[Start of section]

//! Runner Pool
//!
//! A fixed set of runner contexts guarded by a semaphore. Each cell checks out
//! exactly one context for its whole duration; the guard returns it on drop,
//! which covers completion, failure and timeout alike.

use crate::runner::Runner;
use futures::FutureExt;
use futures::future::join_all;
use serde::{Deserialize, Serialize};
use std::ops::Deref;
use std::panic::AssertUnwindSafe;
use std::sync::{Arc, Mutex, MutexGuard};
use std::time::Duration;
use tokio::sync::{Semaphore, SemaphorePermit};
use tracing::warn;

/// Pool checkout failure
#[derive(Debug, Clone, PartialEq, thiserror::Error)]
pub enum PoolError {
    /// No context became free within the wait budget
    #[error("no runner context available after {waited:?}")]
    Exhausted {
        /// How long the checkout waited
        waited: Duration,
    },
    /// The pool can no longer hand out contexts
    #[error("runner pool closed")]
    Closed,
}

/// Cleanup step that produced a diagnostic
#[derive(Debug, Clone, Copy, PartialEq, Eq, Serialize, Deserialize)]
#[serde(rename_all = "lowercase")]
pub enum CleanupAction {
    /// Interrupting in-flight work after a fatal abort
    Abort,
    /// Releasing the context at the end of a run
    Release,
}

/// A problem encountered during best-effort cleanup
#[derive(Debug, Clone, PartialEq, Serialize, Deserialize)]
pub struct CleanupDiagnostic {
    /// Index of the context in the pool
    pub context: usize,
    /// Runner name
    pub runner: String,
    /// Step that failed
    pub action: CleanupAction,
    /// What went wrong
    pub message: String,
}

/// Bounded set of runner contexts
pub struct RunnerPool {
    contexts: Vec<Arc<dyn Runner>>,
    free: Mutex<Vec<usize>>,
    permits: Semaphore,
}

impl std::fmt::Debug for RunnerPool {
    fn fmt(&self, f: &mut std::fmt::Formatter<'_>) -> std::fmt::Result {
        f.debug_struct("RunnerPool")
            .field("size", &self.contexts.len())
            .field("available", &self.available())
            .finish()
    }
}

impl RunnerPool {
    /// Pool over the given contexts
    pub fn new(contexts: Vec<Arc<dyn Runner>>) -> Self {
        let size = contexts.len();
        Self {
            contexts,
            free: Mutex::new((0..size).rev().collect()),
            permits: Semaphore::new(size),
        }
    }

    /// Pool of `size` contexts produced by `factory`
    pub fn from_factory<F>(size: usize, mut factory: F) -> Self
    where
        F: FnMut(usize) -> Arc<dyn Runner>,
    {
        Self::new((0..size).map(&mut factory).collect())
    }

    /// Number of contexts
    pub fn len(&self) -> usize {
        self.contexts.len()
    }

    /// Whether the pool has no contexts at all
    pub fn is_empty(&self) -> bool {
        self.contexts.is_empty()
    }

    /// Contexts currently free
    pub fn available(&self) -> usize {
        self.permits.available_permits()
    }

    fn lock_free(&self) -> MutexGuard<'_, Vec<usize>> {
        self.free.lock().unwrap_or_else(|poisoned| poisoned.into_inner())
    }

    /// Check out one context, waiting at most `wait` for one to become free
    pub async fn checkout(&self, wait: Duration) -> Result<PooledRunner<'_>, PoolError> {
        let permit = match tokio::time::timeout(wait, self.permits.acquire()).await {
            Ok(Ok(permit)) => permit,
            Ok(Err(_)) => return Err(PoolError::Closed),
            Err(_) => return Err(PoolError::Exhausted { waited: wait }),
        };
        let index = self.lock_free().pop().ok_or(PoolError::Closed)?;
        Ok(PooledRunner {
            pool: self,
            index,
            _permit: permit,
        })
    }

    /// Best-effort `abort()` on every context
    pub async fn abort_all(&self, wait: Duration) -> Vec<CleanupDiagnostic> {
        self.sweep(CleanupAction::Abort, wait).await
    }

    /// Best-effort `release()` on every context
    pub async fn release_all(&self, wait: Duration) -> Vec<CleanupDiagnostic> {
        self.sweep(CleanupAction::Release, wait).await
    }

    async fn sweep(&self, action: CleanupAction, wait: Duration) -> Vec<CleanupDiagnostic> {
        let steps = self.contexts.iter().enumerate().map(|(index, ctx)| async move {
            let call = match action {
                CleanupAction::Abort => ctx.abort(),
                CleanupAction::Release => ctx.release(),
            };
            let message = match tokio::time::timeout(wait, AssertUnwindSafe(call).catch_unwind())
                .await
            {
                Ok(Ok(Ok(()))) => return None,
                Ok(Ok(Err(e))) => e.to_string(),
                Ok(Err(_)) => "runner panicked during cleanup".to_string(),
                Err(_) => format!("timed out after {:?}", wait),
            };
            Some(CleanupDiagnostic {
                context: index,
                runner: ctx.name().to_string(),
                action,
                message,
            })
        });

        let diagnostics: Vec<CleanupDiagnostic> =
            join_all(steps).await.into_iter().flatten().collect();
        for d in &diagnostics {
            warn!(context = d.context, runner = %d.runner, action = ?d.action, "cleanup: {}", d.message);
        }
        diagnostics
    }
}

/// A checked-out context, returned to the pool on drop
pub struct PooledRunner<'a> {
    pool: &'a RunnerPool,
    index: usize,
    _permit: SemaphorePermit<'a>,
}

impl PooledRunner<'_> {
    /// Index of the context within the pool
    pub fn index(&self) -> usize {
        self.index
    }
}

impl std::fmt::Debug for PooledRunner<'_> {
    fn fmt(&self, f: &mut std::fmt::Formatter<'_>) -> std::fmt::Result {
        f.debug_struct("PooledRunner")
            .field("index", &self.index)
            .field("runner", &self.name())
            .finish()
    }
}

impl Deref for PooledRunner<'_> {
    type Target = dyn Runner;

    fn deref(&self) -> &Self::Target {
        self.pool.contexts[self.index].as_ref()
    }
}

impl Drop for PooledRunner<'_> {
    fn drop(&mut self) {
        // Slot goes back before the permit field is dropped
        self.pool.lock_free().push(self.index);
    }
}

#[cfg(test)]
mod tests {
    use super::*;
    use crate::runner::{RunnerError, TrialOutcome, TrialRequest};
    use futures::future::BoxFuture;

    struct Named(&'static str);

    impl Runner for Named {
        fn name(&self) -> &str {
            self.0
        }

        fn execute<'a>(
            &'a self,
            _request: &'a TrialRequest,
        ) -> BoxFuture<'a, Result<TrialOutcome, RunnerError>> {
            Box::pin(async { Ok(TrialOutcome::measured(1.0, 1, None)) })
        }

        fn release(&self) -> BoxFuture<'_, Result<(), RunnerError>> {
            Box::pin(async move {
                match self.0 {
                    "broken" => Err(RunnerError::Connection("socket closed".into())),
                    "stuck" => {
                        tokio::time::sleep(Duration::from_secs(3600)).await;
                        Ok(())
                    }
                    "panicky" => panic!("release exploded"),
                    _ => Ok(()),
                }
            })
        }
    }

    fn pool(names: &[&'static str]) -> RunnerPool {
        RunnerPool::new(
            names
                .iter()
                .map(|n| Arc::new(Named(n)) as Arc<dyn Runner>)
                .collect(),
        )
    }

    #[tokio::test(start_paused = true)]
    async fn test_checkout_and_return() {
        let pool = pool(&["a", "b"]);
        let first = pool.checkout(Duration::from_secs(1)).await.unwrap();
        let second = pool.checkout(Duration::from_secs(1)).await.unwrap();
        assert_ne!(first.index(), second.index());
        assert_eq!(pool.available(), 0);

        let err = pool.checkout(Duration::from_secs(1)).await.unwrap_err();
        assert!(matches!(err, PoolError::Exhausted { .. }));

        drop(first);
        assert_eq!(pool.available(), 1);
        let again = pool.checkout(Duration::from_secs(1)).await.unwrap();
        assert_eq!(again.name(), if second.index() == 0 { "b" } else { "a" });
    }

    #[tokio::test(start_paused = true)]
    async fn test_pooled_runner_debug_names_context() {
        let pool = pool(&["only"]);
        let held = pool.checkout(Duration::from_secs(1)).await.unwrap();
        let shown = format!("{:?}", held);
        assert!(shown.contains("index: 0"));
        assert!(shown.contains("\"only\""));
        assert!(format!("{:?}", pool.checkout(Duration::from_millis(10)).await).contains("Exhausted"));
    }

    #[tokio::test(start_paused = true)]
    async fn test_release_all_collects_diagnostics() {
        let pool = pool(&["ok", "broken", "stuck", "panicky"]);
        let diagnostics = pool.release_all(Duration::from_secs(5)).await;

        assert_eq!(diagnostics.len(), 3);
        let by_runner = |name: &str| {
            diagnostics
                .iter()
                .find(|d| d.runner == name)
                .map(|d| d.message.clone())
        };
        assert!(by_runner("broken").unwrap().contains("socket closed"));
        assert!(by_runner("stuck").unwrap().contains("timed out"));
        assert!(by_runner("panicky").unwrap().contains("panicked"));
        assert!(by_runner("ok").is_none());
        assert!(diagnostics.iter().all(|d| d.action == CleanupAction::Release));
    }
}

[End of section]

WORK ORDER
Could you output, exactly and with nothing else, the lines from the start of the records through the line containing "use std::ops::Deref;"?

PROBLEM SOLUTION
//! Runner Pool
//!
//! A fixed set of runner contexts guarded by a semaphore. Each cell checks out
//! exactly one context for its whole duration; the guard returns it on drop,
//! which covers completion, failure and timeout alike.

use crate::runner::Runner;
use futures::FutureExt;
use futures::future::join_all;
use serde::{Deserialize, Serialize};
use std::ops::Deref;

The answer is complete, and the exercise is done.